Run a warped piece of wood through a planer and you get a thinner warped piece of wood. If you want it flat and straight, you need to run one side through a jointer first, or build a sled for the planer, so you have a flat side to reference from.

Cheers,
Brad


----------



## Kudzupatch (Feb 3, 2015)

Planner has a pressure bar that *PRESSES* the wood flat on the table. Then it cuts it and once it come out it springs back into its warped shape.

Plane both sides and It should be the same thickness, just not flat.

A joiner, properly used, the wood isn't pressed flat so it takes off light cuts on the high spots. A couple of passes and you have a flat straight side on the board.

So, proper technique is to flatten one side on the joiner. That gives you a flat side for the planner to reference off of.

Then you run the board, flat side down through the planner. That should give you a true flat even thickness board.


----------



## Eeyore (Jul 18, 2020)

Also, the jointer makes sure the edges are perpendicular the the flat face.


----------



## lizardhead (Aug 15, 2010)

So if I am satisfied that one surface is flat with just saw blade marks one it, then I can rune it through the planer on both sides?


----------



## Lazyman (Aug 8, 2014)

That is right. You typically only use the jointer to get 2 adjacent sides flat/straight and square to each other. Then you run use the planer to get the other side flat and parallel and you can also run the initial surface through if you need to get a nicer finish. The other edge is typically made parallel on the table saw. It can be done on the planer too in some situations but usually only when it is already pretty close to parallel with the other edge.


----------



## splintergroup (Jan 20, 2015)

*IF *the surface is flat, yes.

You can also place your board on a flat surface to verify that the surface is indeed flat (doesn't rock adn you can't see daylight from a warp or cup.

Placing the board on a flat sled and shimming out the rocking and warps is a good way to get by with just a planer.

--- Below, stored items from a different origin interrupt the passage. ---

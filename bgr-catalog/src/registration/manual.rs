//! Manually authored game input

use serde::{Deserialize, Serialize};
use std::collections::BTreeSet;

/// Caller-supplied attributes for a game with no catalog entry
///
/// Categories and mechanics are already in site vocabulary.
#[derive(Debug, Clone, Default, PartialEq, Serialize, Deserialize)]
pub struct ManualGameInput {
    pub name: String,
    pub localized_name: String,
    pub description: Option<String>,
    pub year_published: Option<i32>,
    pub min_players: Option<u32>,
    pub max_players: Option<u32>,
    pub playing_time: Option<u32>,
    pub min_playing_time: Option<u32>,
    pub max_playing_time: Option<u32>,
    pub min_age: Option<u32>,
    pub image_url: Option<String>,
    #[serde(default)]
    pub designers: Vec<String>,
    #[serde(default)]
    pub publishers: Vec<String>,
    #[serde(default)]
    pub site_categories: BTreeSet<String>,
    #[serde(default)]
    pub site_mechanics: BTreeSet<String>,
}

impl ManualGameInput {
    /// Every problem with the input; empty when valid
    pub fn validate(&self) -> Vec<String> {
        let mut problems = Vec::new();

        if self.name.trim().is_empty() {
            problems.push("name is required".to_string());
        }
        if self.localized_name.trim().is_empty() {
            problems.push("localized name is required".to_string());
        }
        if self.min_players == Some(0) {
            problems.push("min players must be at least 1".to_string());
        }
        if let (Some(min), Some(max)) = (self.min_players, self.max_players) {
            if max < min {
                problems.push(format!("max players ({}) is below min players ({})", max, min));
            }
        }
        if let (Some(min), Some(max)) = (self.min_playing_time, self.max_playing_time) {
            if max < min {
                problems.push(format!(
                    "max playing time ({}) is below min playing time ({})",
                    max, min
                ));
            }
        }

        problems
    }
}

#[cfg(test)]
mod tests {
    use super::*;

    fn valid() -> ManualGameInput {
        ManualGameInput {
            name: "Tanto Cuore".to_string(),
            localized_name: "ドミニオン風カード".to_string(),
            min_players: Some(2),
            max_players: Some(4),
            min_playing_time: Some(30),
            max_playing_time: Some(60),
            ..Default::default()
        }
    }

    #[test]
    fn test_valid_input() {
        assert!(valid().validate().is_empty());
    }

    #[test]
    fn test_all_problems_reported() {
        let input = ManualGameInput {
            name: " ".to_string(),
            localized_name: String::new(),
            min_players: Some(0),
            max_players: None,
            min_playing_time: Some(90),
            max_playing_time: Some(45),
            ..Default::default()
        };

        let problems = input.validate();
        assert_eq!(problems.len(), 4, "{:?}", problems);
    }

    #[test]
    fn test_player_range_inverted() {
        let input = ManualGameInput {
            min_players: Some(5),
            max_players: Some(2),
            ..valid()
        };
        assert_eq!(input.validate(), vec!["max players (2) is below min players (5)"]);
    }
}
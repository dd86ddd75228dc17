//! Collaborator interfaces
//!
//! The catalog core never talks to the network or a specific database
//! directly. Registration, scoring and statistics are written against these
//! traits; `db::SqliteGameStore` and the types in `memory` implement them.

use crate::error::StoreError;
use crate::types::{
    CatalogGame, CatalogId, GameRecord, LocalId, RatingSource, ReviewId, ReviewRow, TagVote,
    UserId, VoteKind,
};
use async_trait::async_trait;
use std::collections::HashMap;

/// Source catalog lookup
///
/// `Ok(None)` means the catalog has no such game. Transport failures are
/// reported as errors; the registrar folds both into `SourceUnavailable`.
#[async_trait]
pub trait CatalogLookup: Send + Sync {
    async fn fetch_game(&self, catalog_id: CatalogId) -> anyhow::Result<Option<CatalogGame>>;
}

/// Free-text translation into the site language
#[async_trait]
pub trait Translator: Send + Sync {
    async fn translate(&self, text: &str) -> anyhow::Result<String>;
}

/// Allocator for manual game ids
///
/// Implementations must never hand out the same id twice, including under
/// concurrent callers.
#[async_trait]
pub trait IdAllocator: Send + Sync {
    async fn next_local_id(&self) -> Result<LocalId, StoreError>;
}

/// Game and review persistence
#[async_trait]
pub trait GameStore: Send + Sync {
    async fn find_by_id(&self, id: LocalId) -> Result<Option<GameRecord>, StoreError>;

    async fn find_by_catalog_id(
        &self,
        catalog_id: CatalogId,
    ) -> Result<Option<GameRecord>, StoreError>;

    /// Manual records only; imported games never match
    async fn find_manual_by_localized_name(
        &self,
        localized_name: &str,
    ) -> Result<Option<GameRecord>, StoreError>;

    /// Insert a new record
    ///
    /// Fails with `StoreError::UniqueViolation` when the id, catalog id or
    /// manual localized name is already taken.
    async fn insert_game(&self, record: &GameRecord) -> Result<(), StoreError>;

    /// Overwrite an existing record
    async fn update_game(&self, record: &GameRecord) -> Result<(), StoreError>;

    /// Overwrite only the rating aggregate
    async fn update_rating(
        &self,
        id: LocalId,
        average: f64,
        count: u32,
        source: RatingSource,
    ) -> Result<(), StoreError>;

    /// Largest id at or above `floor`, if any
    async fn max_id_from(&self, floor: LocalId) -> Result<Option<LocalId>, StoreError>;

    async fn published_reviews(&self, game_id: LocalId) -> Result<Vec<ReviewRow>, StoreError>;

    /// Like counts for the given reviews; reviews without likes may be absent
    async fn like_counts(
        &self,
        review_ids: &[ReviewId],
    ) -> Result<HashMap<ReviewId, u32>, StoreError>;

    /// Published review counts per reviewer, across all games
    async fn published_review_counts(
        &self,
        user_ids: &[UserId],
    ) -> Result<HashMap<UserId, u32>, StoreError>;

    /// Votes per tag value across a game's published reviews
    async fn review_votes(
        &self,
        game_id: LocalId,
        kind: VoteKind,
    ) -> Result<Vec<TagVote>, StoreError>;

    async fn published_review_total(&self, game_id: LocalId) -> Result<u32, StoreError>;
}
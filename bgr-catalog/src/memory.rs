//! In-memory collaborators
//!
//! `InMemoryGameStore` enforces the same uniqueness rules as the SQLite
//! schema. `StaticCatalog` and `StaticTranslator` stand in for the network
//! collaborators in tests and local tooling.

use crate::error::StoreError;
use crate::ports::{CatalogLookup, GameStore, Translator};
use crate::types::{
    CatalogGame, CatalogId, GameRecord, LocalId, RatingSource, ReviewId, ReviewRow, TagVote,
    UserId, VoteKind,
};
use anyhow::anyhow;
use async_trait::async_trait;
use chrono::Utc;
use std::collections::{BTreeMap, HashMap, HashSet};
use std::sync::atomic::{AtomicBool, Ordering};
use tokio::sync::RwLock;

// ============================================================================
// Game store
// ============================================================================

#[derive(Debug, Clone)]
struct StoredReview {
    game_id: LocalId,
    review: ReviewRow,
    is_published: bool,
}

#[derive(Debug, Default)]
struct MemoryState {
    games: BTreeMap<LocalId, GameRecord>,
    reviews: BTreeMap<ReviewId, StoredReview>,
    likes: HashMap<ReviewId, HashSet<UserId>>,
    votes: HashSet<(ReviewId, VoteKind, String)>,
    next_review_id: ReviewId,
}

impl MemoryState {
    fn published_for(&self, game_id: LocalId) -> impl Iterator<Item = &StoredReview> {
        self.reviews
            .values()
            .filter(move |r| r.game_id == game_id && r.is_published)
    }

    fn check_unique(&self, record: &GameRecord) -> Result<(), StoreError> {
        if self.games.contains_key(&record.id) {
            return Err(StoreError::UniqueViolation {
                constraint: "games.id".to_string(),
            });
        }

        for existing in self.games.values() {
            if record.catalog_id.is_some() && existing.catalog_id == record.catalog_id {
                return Err(StoreError::UniqueViolation {
                    constraint: "games.catalog_id".to_string(),
                });
            }
            if record.catalog_id.is_none()
                && existing.catalog_id.is_none()
                && record.localized_name.is_some()
                && existing.localized_name == record.localized_name
            {
                return Err(StoreError::UniqueViolation {
                    constraint: "idx_games_manual_localized_name".to_string(),
                });
            }
        }

        Ok(())
    }
}

/// Game store backed by process memory
#[derive(Debug, Default)]
pub struct InMemoryGameStore {
    state: RwLock<MemoryState>,
}

impl InMemoryGameStore {
    pub fn new() -> Self {
        Self::default()
    }

    /// Store a review for a game; the review's own id is replaced
    pub async fn add_review(&self, game_id: LocalId, mut review: ReviewRow, is_published: bool) -> ReviewId {
        let mut state = self.state.write().await;
        state.next_review_id += 1;
        let id = state.next_review_id;
        review.id = id;
        state.reviews.insert(
            id,
            StoredReview {
                game_id,
                review,
                is_published,
            },
        );
        id
    }

    /// Record a like; repeated likes by the same user count once
    pub async fn add_like(&self, review_id: ReviewId, user_id: UserId) {
        let mut state = self.state.write().await;
        state.likes.entry(review_id).or_default().insert(user_id);
    }

    pub async fn add_vote(&self, review_id: ReviewId, kind: VoteKind, value: impl Into<String>) {
        let mut state = self.state.write().await;
        state.votes.insert((review_id, kind, value.into()));
    }

    pub async fn game_count(&self) -> usize {
        self.state.read().await.games.len()
    }
}

#[async_trait]
impl GameStore for InMemoryGameStore {
    async fn find_by_id(&self, id: LocalId) -> Result<Option<GameRecord>, StoreError> {
        Ok(self.state.read().await.games.get(&id).cloned())
    }

    async fn find_by_catalog_id(
        &self,
        catalog_id: CatalogId,
    ) -> Result<Option<GameRecord>, StoreError> {
        let state = self.state.read().await;
        Ok(state
            .games
            .values()
            .find(|g| g.catalog_id == Some(catalog_id))
            .cloned())
    }

    async fn find_manual_by_localized_name(
        &self,
        localized_name: &str,
    ) -> Result<Option<GameRecord>, StoreError> {
        let state = self.state.read().await;
        Ok(state
            .games
            .values()
            .find(|g| g.catalog_id.is_none() && g.localized_name.as_deref() == Some(localized_name))
            .cloned())
    }

    async fn insert_game(&self, record: &GameRecord) -> Result<(), StoreError> {
        let mut state = self.state.write().await;
        state.check_unique(record)?;
        state.games.insert(record.id, record.clone());
        Ok(())
    }

    async fn update_game(&self, record: &GameRecord) -> Result<(), StoreError> {
        let mut state = self.state.write().await;
        match state.games.get_mut(&record.id) {
            Some(existing) => {
                *existing = record.clone();
                Ok(())
            }
            None => Err(StoreError::NotFound(record.id)),
        }
    }

    async fn update_rating(
        &self,
        id: LocalId,
        average: f64,
        count: u32,
        source: RatingSource,
    ) -> Result<(), StoreError> {
        let mut state = self.state.write().await;
        let game = state.games.get_mut(&id).ok_or(StoreError::NotFound(id))?;
        game.rating_average = Some(average);
        game.rating_count = count;
        game.rating_source = source;
        game.updated_at = Utc::now();
        Ok(())
    }

    async fn max_id_from(&self, floor: LocalId) -> Result<Option<LocalId>, StoreError> {
        let state = self.state.read().await;
        Ok(state.games.range(floor..).next_back().map(|(id, _)| *id))
    }

    async fn published_reviews(&self, game_id: LocalId) -> Result<Vec<ReviewRow>, StoreError> {
        let state = self.state.read().await;
        Ok(state.published_for(game_id).map(|r| r.review.clone()).collect())
    }

    async fn like_counts(
        &self,
        review_ids: &[ReviewId],
    ) -> Result<HashMap<ReviewId, u32>, StoreError> {
        let state = self.state.read().await;
        Ok(review_ids
            .iter()
            .filter_map(|id| state.likes.get(id).map(|users| (*id, users.len() as u32)))
            .collect())
    }

    async fn published_review_counts(
        &self,
        user_ids: &[UserId],
    ) -> Result<HashMap<UserId, u32>, StoreError> {
        let state = self.state.read().await;
        let wanted: HashSet<&UserId> = user_ids.iter().collect();
        let mut counts = HashMap::new();
        for stored in state.reviews.values().filter(|r| r.is_published) {
            if wanted.contains(&stored.review.user_id) {
                *counts.entry(stored.review.user_id).or_insert(0) += 1;
            }
        }
        Ok(counts)
    }

    async fn review_votes(
        &self,
        game_id: LocalId,
        kind: VoteKind,
    ) -> Result<Vec<TagVote>, StoreError> {
        let state = self.state.read().await;
        let published: HashSet<ReviewId> = state.published_for(game_id).map(|r| r.review.id).collect();

        let mut tally: BTreeMap<&str, u32> = BTreeMap::new();
        for (review_id, vote_kind, value) in &state.votes {
            if *vote_kind == kind && published.contains(review_id) {
                *tally.entry(value.as_str()).or_insert(0) += 1;
            }
        }

        Ok(tally
            .into_iter()
            .map(|(value, votes)| TagVote {
                value: value.to_string(),
                votes,
            })
            .collect())
    }

    async fn published_review_total(&self, game_id: LocalId) -> Result<u32, StoreError> {
        let state = self.state.read().await;
        Ok(state.published_for(game_id).count() as u32)
    }
}

// ============================================================================
// Catalog and translator doubles
// ============================================================================

/// Catalog lookup over a fixed set of games
#[derive(Debug, Default)]
pub struct StaticCatalog {
    games: RwLock<HashMap<CatalogId, CatalogGame>>,
    failing: AtomicBool,
}

impl StaticCatalog {
    pub fn new() -> Self {
        Self::default()
    }

    pub fn with_games(games: impl IntoIterator<Item = CatalogGame>) -> Self {
        Self {
            games: RwLock::new(games.into_iter().map(|g| (g.catalog_id, g)).collect()),
            failing: AtomicBool::new(false),
        }
    }

    /// Add or replace a game
    pub async fn insert(&self, game: CatalogGame) {
        self.games.write().await.insert(game.catalog_id, game);
    }

    /// Make every lookup fail as an unreachable service would
    pub fn set_failing(&self, failing: bool) {
        self.failing.store(failing, Ordering::SeqCst);
    }
}

#[async_trait]
impl CatalogLookup for StaticCatalog {
    async fn fetch_game(&self, catalog_id: CatalogId) -> anyhow::Result<Option<CatalogGame>> {
        if self.failing.load(Ordering::SeqCst) {
            return Err(anyhow!("catalog service unreachable"));
        }
        Ok(self.games.read().await.get(&catalog_id).cloned())
    }
}

#[derive(Debug, Clone)]
enum TranslatorMode {
    Prefix(String),
    Fail,
}

/// Deterministic translator
#[derive(Debug, Clone)]
pub struct StaticTranslator {
    mode: TranslatorMode,
}

impl StaticTranslator {
    /// Returns text unchanged
    pub fn identity() -> Self {
        Self::prefixing("")
    }

    /// Returns text with a fixed prefix
    pub fn prefixing(prefix: impl Into<String>) -> Self {
        Self {
            mode: TranslatorMode::Prefix(prefix.into()),
        }
    }

    /// Fails every call
    pub fn failing() -> Self {
        Self {
            mode: TranslatorMode::Fail,
        }
    }
}

#[async_trait]
impl Translator for StaticTranslator {
    async fn translate(&self, text: &str) -> anyhow::Result<String> {
        match &self.mode {
            TranslatorMode::Prefix(prefix) => Ok(format!("{}{}", prefix, text)),
            TranslatorMode::Fail => Err(anyhow!("translation service unavailable")),
        }
    }
}
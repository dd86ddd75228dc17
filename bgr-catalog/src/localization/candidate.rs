//! Localized candidate extraction from catalog data
//!
//! Used when the caller supplies no localized candidate. Names and editions
//! are ranked by how strongly they indicate a localized release:
//!
//! | Priority | Evidence                                   |
//! |----------|--------------------------------------------|
//! | 4        | kana in the name                           |
//! | 3        | Japanese edition and localized publisher   |
//! | 2        | Japanese edition alone                     |
//! | 1        | kanji-only, non-Chinese name               |
//!
//! An edition counts as Japanese when its name carries a "japan"/日本語
//! keyword or its language list includes Japanese.

use super::publisher::is_localized_publisher;
use super::script::{
    has_chinese_only, has_kana, has_kanji_only, is_valid_localized_name, mentions_japan_keyword,
};
use crate::types::{CatalogGame, CatalogVersion};
use serde::{Deserialize, Serialize};
use tracing::debug;

/// Localized name/publisher candidate for a game
#[derive(Debug, Clone, Default, PartialEq, Eq, Serialize, Deserialize)]
pub struct LocalizedCandidate {
    pub name: Option<String>,
    pub publisher: Option<String>,
    pub year_published: Option<i32>,
    pub image_url: Option<String>,
}

fn name_priority(name: &str) -> u8 {
    if has_kana(name) {
        4
    } else if has_kanji_only(name) && !has_chinese_only(name) {
        1
    } else {
        0
    }
}

fn version_priority(name: &str, japanese_edition: bool, has_localized_publisher: bool) -> u8 {
    if has_kana(name) {
        4
    } else if japanese_edition && has_localized_publisher {
        3
    } else if japanese_edition {
        2
    } else if has_kanji_only(name) && !has_chinese_only(name) {
        1
    } else {
        0
    }
}

/// Keyword in the edition name, or Japanese among its listed languages
fn is_japanese_edition(version: &CatalogVersion) -> bool {
    mentions_japan_keyword(&version.name)
        || version
            .languages
            .iter()
            .any(|language| {
                language.trim().eq_ignore_ascii_case("japanese") || language.contains("日本語")
            })
}

/// Best localized candidate found in the game's names, editions and publishers
pub fn extract_candidate(game: &CatalogGame) -> Option<LocalizedCandidate> {
    let mut best: Option<LocalizedCandidate> = None;
    let mut highest = 0u8;

    // Kana names beat kanji-only names regardless of order
    let names = || std::iter::once(&game.name).chain(&game.alternate_names);
    let native_name = names()
        .find(|n| has_kana(n))
        .or_else(|| names().find(|n| name_priority(n) == 1));

    if let Some(name) = native_name.filter(|n| is_valid_localized_name(n)) {
        debug!("Localized name in catalog names: {}", name);
        highest = name_priority(name);
        best = Some(LocalizedCandidate {
            name: Some(name.clone()),
            image_url: game.image_url.clone(),
            ..Default::default()
        });
    }

    let game_publisher = game
        .publishers
        .iter()
        .find(|p| is_localized_publisher(p))
        .cloned();

    for version in &game.versions {
        let version_publisher = version
            .publishers
            .iter()
            .find(|p| is_localized_publisher(p))
            .cloned();
        let priority = version_priority(
            &version.name,
            is_japanese_edition(version),
            version_publisher.is_some(),
        );

        if priority == 0 || priority <= highest {
            continue;
        }

        debug!("Localized edition: {} (priority {})", version.name, priority);
        let previous = best.take().unwrap_or_default();
        best = Some(LocalizedCandidate {
            name: if is_valid_localized_name(&version.name) {
                Some(version.name.clone())
            } else {
                previous.name
            },
            publisher: version_publisher.or_else(|| game_publisher.clone()),
            year_published: version.year_published,
            image_url: version.image_url.clone().or(previous.image_url),
        });
        highest = priority;

        if priority == 4 {
            break;
        }
    }

    match (best, game_publisher) {
        (Some(mut candidate), publisher) => {
            if candidate.publisher.is_none() {
                candidate.publisher = publisher;
            }
            Some(candidate)
        }
        (None, Some(publisher)) => Some(LocalizedCandidate {
            publisher: Some(publisher),
            image_url: game.image_url.clone(),
            ..Default::default()
        }),
        (None, None) => None,
    }
}

#[cfg(test)]
mod tests {
    use super::*;

    fn game(name: &str) -> CatalogGame {
        CatalogGame {
            catalog_id: 129622,
            name: name.to_string(),
            image_url: Some("https://img.example/original.jpg".to_string()),
            ..Default::default()
        }
    }

    fn version(name: &str, publishers: &[&str]) -> CatalogVersion {
        CatalogVersion {
            name: name.to_string(),
            publishers: publishers.iter().map(|p| p.to_string()).collect(),
            ..Default::default()
        }
    }

    #[test]
    fn test_nothing_localized() {
        let mut game = game("Love Letter");
        game.alternate_names = vec!["Liebesbrief".to_string()];
        game.publishers = vec!["Alderac Entertainment Group".to_string()];
        game.versions = vec![version("English edition", &["Z-Man Games"])];

        assert_eq!(extract_candidate(&game), None);
    }

    #[test]
    fn test_kana_alternate_name() {
        let mut game = game("Love Letter");
        game.alternate_names = vec!["情書".to_string(), "ラブレター".to_string()];

        let candidate = extract_candidate(&game).unwrap();
        assert_eq!(candidate.name.as_deref(), Some("ラブレター"));
        assert_eq!(candidate.image_url.as_deref(), Some("https://img.example/original.jpg"));
    }

    #[test]
    fn test_chinese_alternate_name_ignored() {
        let mut game = game("Love Letter");
        game.alternate_names = vec!["我们的情书".to_string()];

        assert_eq!(extract_candidate(&game), None);
    }

    #[test]
    fn test_kana_version_stops_scan() {
        let mut game = game("Love Letter");
        game.versions = vec![
            version("Japanese edition", &["Arclight"]),
            CatalogVersion {
                name: "ラブレター 第二版".to_string(),
                publishers: vec!["Arclight".to_string()],
                year_published: Some(2014),
                image_url: Some("https://img.example/jp.jpg".to_string()),
                ..Default::default()
            },
            version("ラブレター 廉価版", &["Hobby Japan"]),
        ];

        let candidate = extract_candidate(&game).unwrap();
        assert_eq!(candidate.name.as_deref(), Some("ラブレター 第二版"));
        assert_eq!(candidate.publisher.as_deref(), Some("Arclight"));
        assert_eq!(candidate.year_published, Some(2014));
        assert_eq!(candidate.image_url.as_deref(), Some("https://img.example/jp.jpg"));
    }

    #[test]
    fn test_keyword_version_keeps_earlier_name() {
        let mut game = game("Coup");
        game.alternate_names = vec!["政変".to_string()];
        game.versions = vec![version("Japanese edition", &["Hobby Japan"])];

        let candidate = extract_candidate(&game).unwrap();
        // Name from the kanji-only alternate; publisher from the edition
        assert_eq!(candidate.name.as_deref(), Some("政変"));
        assert_eq!(candidate.publisher.as_deref(), Some("Hobby Japan"));
    }

    #[test]
    fn test_keyword_with_publisher_beats_keyword_alone() {
        let mut game = game("Coup");
        game.versions = vec![
            version("Japanese edition", &["Indie Boards & Cards"]),
            version("Japan retail edition", &["Arclight"]),
        ];

        let candidate = extract_candidate(&game).unwrap();
        assert_eq!(candidate.name, None);
        assert_eq!(candidate.publisher.as_deref(), Some("Arclight"));
    }

    #[test]
    fn test_japanese_language_counts_as_edition_evidence() {
        let mut game = game("Love Letter");
        game.versions = vec![
            version("English edition", &["Z-Man Games"]),
            CatalogVersion {
                name: "Second edition".to_string(),
                publishers: vec!["Kodansha".to_string()],
                languages: vec!["Japanese".to_string()],
                year_published: Some(2019),
                ..Default::default()
            },
        ];

        let candidate = extract_candidate(&game).unwrap();
        assert_eq!(candidate.name, None);
        assert_eq!(candidate.publisher.as_deref(), Some("Kodansha"));
        assert_eq!(candidate.year_published, Some(2019));
    }

    #[test]
    fn test_publisher_only_candidate() {
        let mut game = game("Coup");
        game.publishers = vec![
            "Indie Boards & Cards".to_string(),
            "Hobby Japan".to_string(),
        ];

        let candidate = extract_candidate(&game).unwrap();
        assert_eq!(candidate.name, None);
        assert_eq!(candidate.publisher.as_deref(), Some("Hobby Japan"));
    }

    #[test]
    fn test_game_publisher_fills_missing_candidate_publisher() {
        let mut game = game("Love Letter");
        game.alternate_names = vec!["ラブレター".to_string()];
        game.publishers = vec!["Arclight".to_string()];

        let candidate = extract_candidate(&game).unwrap();
        assert_eq!(candidate.name.as_deref(), Some("ラブレター"));
        assert_eq!(candidate.publisher.as_deref(), Some("Arclight"));
    }
}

A hand plane is a quick way to knock out any high areas if the board is otherwise flat.


----------



## controlfreak (Jun 29, 2019)

Before I sold my jointer I found that if I started with a hand plane on the worst spots first I would have a lot more board left after jointing. It would cut out several passes.


----------



## Philzoel (Dec 26, 2011)

I use jointer for Jointering. Ie joining boards. Squaring up flat and one edge is what a jointer does and is built for. A plainer is built to size thickness. Then go to joiner to square it up and glue them together perfectly .


----------



## redlee (Apr 11, 2016)

Joint one face usually the concave, then put that face against the squared up fence and face the edge square with the jointed face then to the planer to bring to thickness, then to the T.S. saw to bring to desired width.


----------



## lizardhead (Aug 15, 2010)

I get a real kick when answers are so obvious, it's like I asked what a joiner or planer is by definition.


----------



## redlee (Apr 11, 2016)

> I get a real kick when answers are so obvious, it's like I asked what a joiner or planer is by definition.
> 
> - lizardhead


Dont know if this is sarcasm or a thank you.


----------



## Jim Jakosh (Nov 24, 2009)

The use of a sled with the piece shimmed so it does not rock works good too. that way you get the top side flat when you don't have a wide jointer. then flip it with out the shim or sled and finish the other side. I use a sled all the time when making thin pieces- like 1/16-1/4".

cheers, Jim


----------



## AlaskaGuy (Jan 29, 2012)

> I get a real kick when answers are so obvious, it's like I asked what a joiner or planer is by definition.
> 
> - lizardhead
> 
> ...


I'm not sure what that means either. The way he worded his post, I'm not sure what he's even after.


----------



## RichT (Oct 14, 2016)

> I get a real kick when answers are so obvious, it's like I asked what a joiner or planer is by definition.
> 
> - lizardhead


They look like good answers given the wording of your question.


----------



## lizardhead (Aug 15, 2010)

> I get a real kick when answers are so obvious, it's like I asked what a joiner or planer is by definition.
> 
> - lizardhead
> 
> ...


It's a thank you


----------



## CommonJoe (May 8, 2021)

> It's a thank you
> 
> - lizardhead


Now, lol


----------



## mamell (Dec 24, 2015)

I'm still trying to figure the wedge effect..Something to do with your tighty whiteys?


----------